The Ilsky oil refinery in southern Russia is the latest to join a growing list of oil plants stuck offline because sanctions block access to repair equipment.

The shutdown exposes how sanctions and Ukrainian strikes create a deepening crisis.

By late October 2025, drone attacks have damaged 16 of Russia’s 38 refineries, and now Western companies like UOP and ABB, which supplied technology to Russia’s 40 largest refineries, have stopped providing the specialized parts and expertise needed for repairs.

Each new breakdown—whether from combat damage or routine failures—becomes difficult and time-consuming to repair, systematically dismantling the fuel production that finances Russia’s war.

Repairs become nearly impossible

The Ilsky facility, operated by KNGK-Holding, officially cited “scheduled maintenance,” but industry sources told Azerbaijani outlet Vesti.az the plant faced sales difficulties and production cuts driven by sanctions, stalled modernization, and market instability.

This, paired with the inability to acquire specialized equipment to fix refineries, makes every breakdown from a minor nuisance into a huge problem.

As Sergei Vakulenko, a Carnegie Endowment energy analyst, put it: “Just like you can’t replace a faulty clutch in a BMW with a similar part from a Russian-made Lada, the same applies in industry.”

Even refineries that haven’t been hit by Ukrainian drones run at reduced capacity because spare parts and specialist repair crews remain scarce under sanctions.

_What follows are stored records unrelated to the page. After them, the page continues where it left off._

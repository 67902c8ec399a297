//! Errors from the completion client

use std::time::Duration;
use thiserror::Error;

#[derive(Debug, Error)]
pub enum LlmError {
    /// HTTP 429; the provider asked us to wait
    #[error("Rate limited by provider, retry in {}s", retry_after.as_secs())]
    RateLimited { retry_after: Duration },

    /// Non-success HTTP status other than 429
    #[error("API error {status}: {message}")]
    ApiError { status: u16, message: String },

    #[error("Network error: {0}")]
    Network(#[from] reqwest::Error),

    /// The body decoded but did not mean anything usable
    #[error("Invalid response: {0}")]
    InvalidResponse(String),

    /// The body was not a Chat Completions response at all
    #[error("Malformed response body: {0}")]
    Json(#[from] serde_json::Error),

    #[error("Configuration error: {0}")]
    Config(String),
}

impl LlmError {
    /// Server-side or transport trouble that another attempt may fix
    pub fn is_retryable(&self) -> bool {
        match self {
            LlmError::ApiError { status, .. } => *status == 408 || *status >= 500,
            LlmError::Network(_) => true,
            _ => false,
        }
    }

    /// How long the provider asked us to back off, if it did
    pub fn retry_after(&self) -> Option<Duration> {
        match self {
            LlmError::RateLimited { retry_after } => Some(*retry_after),
            _ => None,
        }
    }
}
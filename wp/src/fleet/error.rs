//! Fleet error taxonomy

use thiserror::Error;

use super::manager::FleetPhase;
use super::worker::WorkerStatus;

/// Errors from launching, routing to, and calling workers
#[derive(Debug, Clone, Error, PartialEq, Eq)]
pub enum FleetError {
    #[error("failed to launch {worker}: {reason}")]
    Launch { worker: String, reason: String },

    #[error("port {port} in use but {worker} is not responding")]
    PortConflict { worker: String, port: u16 },

    #[error("workers not ready after readiness polling: {}", workers.join(", "))]
    ReadinessTimeout { workers: Vec<String> },

    #[error("unknown worker: {worker}")]
    UnknownWorker { worker: String },

    #[error("worker {worker} is not ready (status: {status})")]
    NotReady { worker: String, status: WorkerStatus },

    #[error("{worker}.{tool} failed: {status} - {body}")]
    CallStatus {
        worker: String,
        tool: String,
        status: u16,
        body: String,
    },

    #[error("error calling {worker}.{tool}: {reason}")]
    CallTransport {
        worker: String,
        tool: String,
        reason: String,
    },

    #[error("{worker}.{tool} returned malformed JSON: {reason}")]
    CallDecode {
        worker: String,
        tool: String,
        reason: String,
    },

    #[error("fleet is not operational (phase: {phase})")]
    NotOperational { phase: FleetPhase },

    #[error("invalid fleet phase: expected {expected}, found {actual}")]
    InvalidPhase { expected: FleetPhase, actual: FleetPhase },

    #[error("fleet actor channel closed")]
    ChannelClosed,
}

impl FleetError {
    /// Call was refused before any network traffic
    pub fn is_refusal(&self) -> bool {
        matches!(
            self,
            FleetError::UnknownWorker { .. } | FleetError::NotReady { .. } | FleetError::NotOperational { .. }
        )
    }

    /// A ready worker was called and the call itself failed
    pub fn is_call_failure(&self) -> bool {
        matches!(
            self,
            FleetError::CallStatus { .. } | FleetError::CallTransport { .. } | FleetError::CallDecode { .. }
        )
    }
}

Russia’s few resources are being redirected to repair strike-damaged facilities, meaning undamaged plants cannot maintain full production.

Fuel shortage spreads

The International Energy Agency says Ukrainian drone strikes have already cut Russia’s refining output by 500,000 barrels per day and will keep processing rates suppressed until at least mid-2026—a timeline that doesn’t account for additional shutdowns like Ilsky.

The fuel shortage has forced Russia to import gasoline from Belarus, and rail deliveries from Russia’s staunchest ally have quadrupled to 49,000 tons monthly as the Kremlin scrambles to supply domestic markets and military operations.